Home > List of Keywords > *LMU
*LMU
Data format:
A single line comprising 9 values, as follows:
ID NODE1 NODE2 IPRO1 IPRO2 IPRO3 H D1 D2
Status :
Optional
Restriction :
Nodes NODE1, NODE2 and the spring properties IPRO1, IPRO2 and IPRO3 must have been previously defined.
Purpose :
To define simplified Leg Mating Units devices.
Details:
| Parameter | Description |
|---|---|
| ID | Identificaiton number of the LMU element among all other elements of the model |
| NODE1 | Identification number of the node defining LMU end node P. P node orientation gives the LMU frame. |
| NODE2 | Identification number of the node defining LMU end node Q. |
| IPRO(1) | Identification number of spring property to be considered for translations along the X-axis. The spring property must have been previously defined with the *SPRINGPRO keyword. |
| IPRO(2) | Identification number of spring property to be considered for translations along the Y-axis. The spring property must have been previously defined with the *SPRINGPRO keyword. |
| IPRO(3) | Identification number of spring property to be considered for translations along the Z-axis. The spring property must have been previously defined with the *SPRINGPRO keyword. |
| H | LMU cone definition. |
| D1 | LMU cone definition. Note: D1 shall be the smallest diameter, D2 the biggest. |
| D2 | LMU cone definition. Note: D1 shall be the smallest diameter, D2 the biggest. |
A description of this simplified LMU model can be found in a paper presented by SAIPEM UK Ltd. Numerical modelling of installation aids for platform installation.

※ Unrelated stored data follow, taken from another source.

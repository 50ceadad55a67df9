// src/generators/password.rs
use rand::rngs::OsRng;
use rand::seq::SliceRandom;
use rand::{CryptoRng, Rng, RngCore};

use super::charset::{is_ambiguous, Charset, CONSERVATIVE_SYMBOLS, LOWERCASE, NUMBERS};
use super::entropy::{entropy_bits, word_entropy};
use super::words::{capitalize, COMMON_WORDS};
use super::GeneratorError;
use crate::models::GeneratedCredential;

const CONSONANTS: &str = "bcdfghjklmnpqrstvwxyz";
const VOWELS: &str = "aeiou";
const UPPERCASE_PROBABILITY: f64 = 0.3;
const PASSPHRASE_WORDS: usize = 3;

#[derive(Debug, Clone, PartialEq, Eq)]
pub struct ReadableOptions {
    pub word_count: usize,
    pub separator: String,
    pub include_numbers: bool,
    pub capitalize: bool,
}

#[derive(Debug, Clone, Copy, PartialEq, Eq)]
pub struct PronounceableOptions {
    pub length: usize,
    pub include_uppercase: bool,
    pub include_numbers: bool,
    pub include_symbols: bool,
    pub exclude_ambiguous: bool,
}

#[derive(Debug, Clone, Copy, PartialEq, Eq)]
pub struct PassphraseOptions {
    pub length: usize,
    pub include_spaces: bool,
}

/// Credential generator over a cryptographically secure RNG.
///
/// Every selection, including the cosmetic upper-casing of pronounceable
/// letters, is drawn from the same secure source.
pub struct PasswordGenerator<R: RngCore + CryptoRng> {
    rng: R,
}

impl PasswordGenerator<OsRng> {
    pub fn from_os() -> Self {
        PasswordGenerator { rng: OsRng }
    }
}

impl<R: RngCore + CryptoRng> PasswordGenerator<R> {
    pub fn new(rng: R) -> Self {
        PasswordGenerator { rng }
    }

    fn pick(&mut self, alphabet: &[char]) -> char {
        alphabet[self.rng.gen_range(0..alphabet.len())]
    }

    /// `length` independent uniform draws from `charset`.
    pub fn random(&mut self, charset: &Charset, length: usize) -> GeneratedCredential {
        let alphabet = charset.as_slice();
        let password: String = (0..length).map(|_| self.pick(alphabet)).collect();
        GeneratedCredential::new(password, entropy_bits(length, charset.len()))
    }

    pub fn bulk(&mut self, charset: &Charset, length: usize, count: usize) -> Vec<GeneratedCredential> {
        (0..count).map(|_| self.random(charset, length)).collect()
    }

    /// Distinct words from the fixed list, joined by the caller's separator,
    /// with an optional two digit suffix.
    pub fn readable(&mut self, options: &ReadableOptions) -> Result<GeneratedCredential, GeneratorError> {
        if options.word_count > COMMON_WORDS.len() {
            return Err(GeneratorError::TooManyWords {
                requested: options.word_count,
                available: COMMON_WORDS.len(),
            });
        }

        let words: Vec<String> = COMMON_WORDS
            .choose_multiple(&mut self.rng, options.word_count)
            .map(|word| if options.capitalize { capitalize(word) } else { word.to_string() })
            .collect();

        let mut password = words.join(&options.separator);
        let suffix_range = if options.include_numbers {
            password.push_str(&self.rng.gen_range(10..=99).to_string());
            Some(90)
        } else {
            None
        };

        let bits = word_entropy(options.word_count, COMMON_WORDS.len(), suffix_range);
        Ok(GeneratedCredential::new(password, bits))
    }

    /// Alternating consonant/vowel letters with optional digits and a trailing
    /// symbol.
    ///
    /// The entropy is an approximation: it treats every position as an
    /// independent draw from consonants + vowels (+10 digits, +8 symbols when
    /// enabled), although the fixed consonant/vowel pattern gives a guesser
    /// far fewer candidates than that. With `exclude_ambiguous` the digit pool
    /// shrinks to 8 (no `0` or `1`) while the formula still counts 10.
    pub fn pronounceable(&mut self, options: &PronounceableOptions) -> GeneratedCredential {
        let keep = |c: &char| !(options.exclude_ambiguous && is_ambiguous(*c));
        let consonants: Vec<char> = CONSONANTS.chars().filter(keep).collect();
        let vowels: Vec<char> = VOWELS.chars().filter(keep).collect();
        let digits: Vec<char> = NUMBERS.chars().filter(keep).collect();
        let symbols: Vec<char> = CONSERVATIVE_SYMBOLS.chars().filter(keep).collect();

        let mut letters: Vec<char> = (0..options.length)
            .map(|i| {
                let c = if i % 2 == 0 { self.pick(&consonants) } else { self.pick(&vowels) };
                if options.include_uppercase && self.rng.gen_bool(UPPERCASE_PROBABILITY) {
                    c.to_ascii_uppercase()
                } else {
                    c
                }
            })
            .collect();

        if options.include_numbers && !letters.is_empty() {
            // Positions are drawn independently, so they may collide.
            let replacements = (options.length / 4).min(2);
            for _ in 0..replacements {
                let pos = self.rng.gen_range(0..letters.len());
                letters[pos] = self.pick(&digits);
            }
        }

        if options.include_symbols {
            letters.push(self.pick(&symbols));
        }

        let mut alphabet_size = consonants.len() + vowels.len();
        if options.include_numbers {
            alphabet_size += 10;
        }
        if options.include_symbols {
            alphabet_size += 8;
        }

        let bits = entropy_bits(letters.len(), alphabet_size);
        GeneratedCredential::new(letters.into_iter().collect(), bits)
    }

    /// Three title-cased words, a three digit number, and one symbol, padded
    /// with lowercase letters or truncated to exactly `length` characters.
    ///
    /// The entropy is fixed at `3*log2(words) + log2(900) + log2(8)` whatever
    /// the requested length; padding and truncation are not accounted for.
    pub fn passphrase(&mut self, options: &PassphraseOptions) -> GeneratedCredential {
        let separator = if options.include_spaces { " " } else { "-" };
        let words: Vec<String> = COMMON_WORDS
            .choose_multiple(&mut self.rng, PASSPHRASE_WORDS)
            .map(|word| capitalize(word))
            .collect();

        let mut passphrase = words.join(separator);
        passphrase.push_str(&self.rng.gen_range(100..=999).to_string());
        let symbols: Vec<char> = CONSERVATIVE_SYMBOLS.chars().collect();
        passphrase.push(self.pick(&symbols));

        let lowercase: Vec<char> = LOWERCASE.chars().collect();
        while passphrase.len() < options.length {
            passphrase.push(self.pick(&lowercase));
        }
        // ASCII only, so byte and char positions agree.
        passphrase.truncate(options.length);

        let bits = word_entropy(PASSPHRASE_WORDS, COMMON_WORDS.len(), Some(900)) + 8f64.log2();
        GeneratedCredential::new(passphrase, bits)
    }
}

The LMU element is defined by:
-
Point P belongs to the upper part of the LMU (usually the topside)
-
Point Q belongs to the lower part of the LMU (usually the jacket leg)
-
Three force-displacement laws acting in the local frame (x,y,z) defined with respect to P in order to simulate the axial and lateral shock absorbers
-
Its height H and two diameters D1 and D2.
The model is based on the following general idea:
- if the vertical distance dz is positive then a vertical force is produced between P and Q given by a pure vertical deflection of the vertical spring, z_def_z=dz;
- if the total horizontal (radial) distance between P and Q is such that the two LMU sections intersect laterally then both a horizontal and a vertical force are produced since the global contact force produced by a horizontal deflection has to be normal to the LMU lateral contact surface.
Note
The spring properties give the reaction force variation with respect to the contact penetration. This penetration is expressed in absolute values, i.e. it is useless to define negative displacements.
As far as the LMU is concerned, there is no reaction force as soon as the two pieces are not in contact.
D1 shall be the smallest diameter, D2 the biggest.